• **Required action**
Work out how many lines of the entries have the word "data" in them. Respond with that number only.

□ □ □ □ □ □ □

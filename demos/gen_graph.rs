use symdiff::{x, Differentiable, EvalError, Term, UnaryFn};

/// Hyperbolic tangent, whose derivative `1 - tanh^2` reuses the node itself.
#[derive(Debug)]
struct Tanh;

impl UnaryFn for Tanh {
    fn name(&self) -> &str {
        "tanh"
    }

    fn f(&self, data: f64) -> Result<f64, EvalError> {
        Ok(data.tanh())
    }

    fn gen_graph(&self, this: &Term, _input: &Term, derived: &Term) -> Term {
        (1. - this * this) * derived
    }
}

fn main() {
    let f = (x() * 2.).apply(Tanh);
    let df = f.derivative();
    eprintln!("f'(0.5) = {}", df.value(0.5).unwrap());
    df.dot(&mut std::io::stdout()).unwrap();
}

□ □ □ □ □ □ □

• **Response box**
2